*** Opening Supplied records ***
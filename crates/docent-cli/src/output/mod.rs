use serde::Serialize;
use serde_json::Value;

use crate::cli::OutputFormat;
use crate::ui;

pub mod answer;
pub mod table;

/// Render a serializable response to a string in the requested format.
pub fn render<T: Serialize>(value: &T, format: OutputFormat) -> anyhow::Result<String> {
    match format {
        OutputFormat::Json => Ok(serde_json::to_string_pretty(value)?),
        OutputFormat::Table => render_table(value),
        OutputFormat::Raw => Ok(serde_json::to_string(value)?),
    }
}

/// Print a serializable response in the requested format.
pub fn output<T: Serialize>(value: &T, format: OutputFormat) -> anyhow::Result<()> {
    let rendered = render(value, format)?;
    println!("{rendered}");
    Ok(())
}

/// Print `value` as JSON for machine formats, or through `human` for table
/// format.
pub fn output_with<T, F>(value: &T, format: OutputFormat, human: F) -> anyhow::Result<()>
where
    T: Serialize,
    F: FnOnce(&T) -> String,
{
    let rendered = match format {
        OutputFormat::Table => human(value),
        OutputFormat::Json | OutputFormat::Raw => render(value, format)?,
    };
    println!("{rendered}");
    Ok(())
}

/// Table options from the terminal preferences.
#[must_use]
pub fn table_options() -> table::TableOptions {
    let prefs = ui::prefs();
    table::TableOptions {
        max_width: prefs.term_width,
        color: prefs.table_color,
    }
}

fn render_table<T: Serialize>(value: &T) -> anyhow::Result<String> {
    let options = table_options();

    let value = serde_json::to_value(value)?;
    match value {
        Value::Array(items) => Ok(render_array_table(&items, options)),
        Value::Object(map) => {
            let headers = ["key", "value"];
            let rows = map
                .into_iter()
                .map(|(key, value)| vec![key, value_to_cell(&value)])
                .collect::<Vec<_>>();
            Ok(table::render_entity_table(&headers, &rows, options))
        }
        scalar => Ok(value_to_cell(&scalar)),
    }
}

fn render_array_table(items: &[Value], options: table::TableOptions) -> String {
    if items.is_empty() {
        return String::from("(no rows)");
    }

    if !items.iter().all(Value::is_object) {
        let rows = items
            .iter()
            .map(|item| vec![value_to_cell(item)])
            .collect::<Vec<_>>();
        return table::render_entity_table(&["value"], &rows, options);
    }

    // Union of keys across rows.
    let mut headers = Vec::<String>::new();
    for map in items.iter().filter_map(Value::as_object) {
        for key in map.keys() {
            if !headers.contains(key) {
                headers.push(key.clone());
            }
        }
    }

    let header_refs = headers.iter().map(String::as_str).collect::<Vec<_>>();
    let rows = items
        .iter()
        .filter_map(Value::as_object)
        .map(|map| {
            headers
                .iter()
                .map(|header| map.get(header).map_or_else(|| String::from("-"), value_to_cell))
                .collect::<Vec<_>>()
        })
        .collect::<Vec<_>>();

    table::render_entity_table(&header_refs, &rows, options)
}

/// One table cell for a JSON value. Arrays of scalars are comma-joined.
#[must_use]
pub fn value_to_cell(value: &Value) -> String {
    match value {
        Value::Null => String::from("-"),
        Value::Bool(v) => v.to_string(),
        Value::Number(v) => v.to_string(),
        Value::String(v) => v.clone(),
        Value::Array(items) if items.iter().all(|item| !item.is_object() && !item.is_array()) => {
            items.iter().map(value_to_cell).collect::<Vec<_>>().join(", ")
        }
        other => serde_json::to_string(other).unwrap_or_else(|_| String::from("<invalid-json>")),
    }
}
*** Closing Supplied records ***
- Your instructions -
Go through the records and print each one exactly.

- Task response -
filename crates/docent-cli/src/output/mod.rs
use serde::Serialize;
use serde_json::Value;

use crate::cli::OutputFormat;
use crate::ui;

pub mod answer;
pub mod table;

/// Render a serializable response to a string in the requested format.
pub fn render<T: Serialize>(value: &T, format: OutputFormat) -> anyhow::Result<String> {
    match format {
        OutputFormat::Json => Ok(serde_json::to_string_pretty(value)?),
        OutputFormat::Table => render_table(value),
        OutputFormat::Raw => Ok(serde_json::to_string(value)?),
    }
}

/// Print a serializable response in the requested format.
pub fn output<T: Serialize>(value: &T, format: OutputFormat) -> anyhow::Result<()> {
    let rendered = render(value, format)?;
    println!("{rendered}");
    Ok(())
}

/// Print `value` as JSON for machine formats, or through `human` for table
/// format.
pub fn output_with<T, F>(value: &T, format: OutputFormat, human: F) -> anyhow::Result<()>
where
    T: Serialize,
    F: FnOnce(&T) -> String,
{
    let rendered = match format {
        OutputFormat::Table => human(value),
        OutputFormat::Json | OutputFormat::Raw => render(value, format)?,
    };
    println!("{rendered}");
    Ok(())
}

/// Table options from the terminal preferences.
#[must_use]
pub fn table_options() -> table::TableOptions {
    let prefs = ui::prefs();
    table::TableOptions {
        max_width: prefs.term_width,
        color: prefs.table_color,
    }
}

fn render_table<T: Serialize>(value: &T) -> anyhow::Result<String> {
    let options = table_options();

    let value = serde_json::to_value(value)?;
    match value {
        Value::Array(items) => Ok(render_array_table(&items, options)),
        Value::Object(map) => {
            let headers = ["key", "value"];
            let rows = map
                .into_iter()
                .map(|(key, value)| vec![key, value_to_cell(&value)])
                .collect::<Vec<_>>();
            Ok(table::render_entity_table(&headers, &rows, options))
        }
        scalar => Ok(value_to_cell(&scalar)),
    }
}

fn render_array_table(items: &[Value], options: table::TableOptions) -> String {
    if items.is_empty() {
        return String::from("(no rows)");
    }

    if !items.iter().all(Value::is_object) {
        let rows = items
            .iter()
            .map(|item| vec![value_to_cell(item)])
            .collect::<Vec<_>>();
        return table::render_entity_table(&["value"], &rows, options);
    }

    // Union of keys across rows.
    let mut headers = Vec::<String>::new();
    for map in items.iter().filter_map(Value::as_object) {
        for key in map.keys() {
            if !headers.contains(key) {
                headers.push(key.clone());
            }
        }
    }

    let header_refs = headers.iter().map(String::as_str).collect::<Vec<_>>();
    let rows = items
        .iter()
        .filter_map(Value::as_object)
        .map(|map| {
            headers
                .iter()
                .map(|header| map.get(header).map_or_else(|| String::from("-"), value_to_cell))
                .collect::<Vec<_>>()
        })
        .collect::<Vec<_>>();

    table::render_entity_table(&header_refs, &rows, options)
}

/// One table cell for a JSON value. Arrays of scalars are comma-joined.
#[must_use]
pub fn value_to_cell(value: &Value) -> String {
    match value {
        Value::Null => String::from("-"),
        Value::Bool(v) => v.to_string(),
        Value::Number(v) => v.to_string(),
        Value::String(v) => v.clone(),
        Value::Array(items) if items.iter().all(|item| !item.is_object() && !item.is_array()) => {
            items.iter().map(value_to_cell).collect::<Vec<_>>().join(", ")
        }
        other => serde_json::to_string(other).unwrap_or_else(|_| String::from("<invalid-json>")),
    }
}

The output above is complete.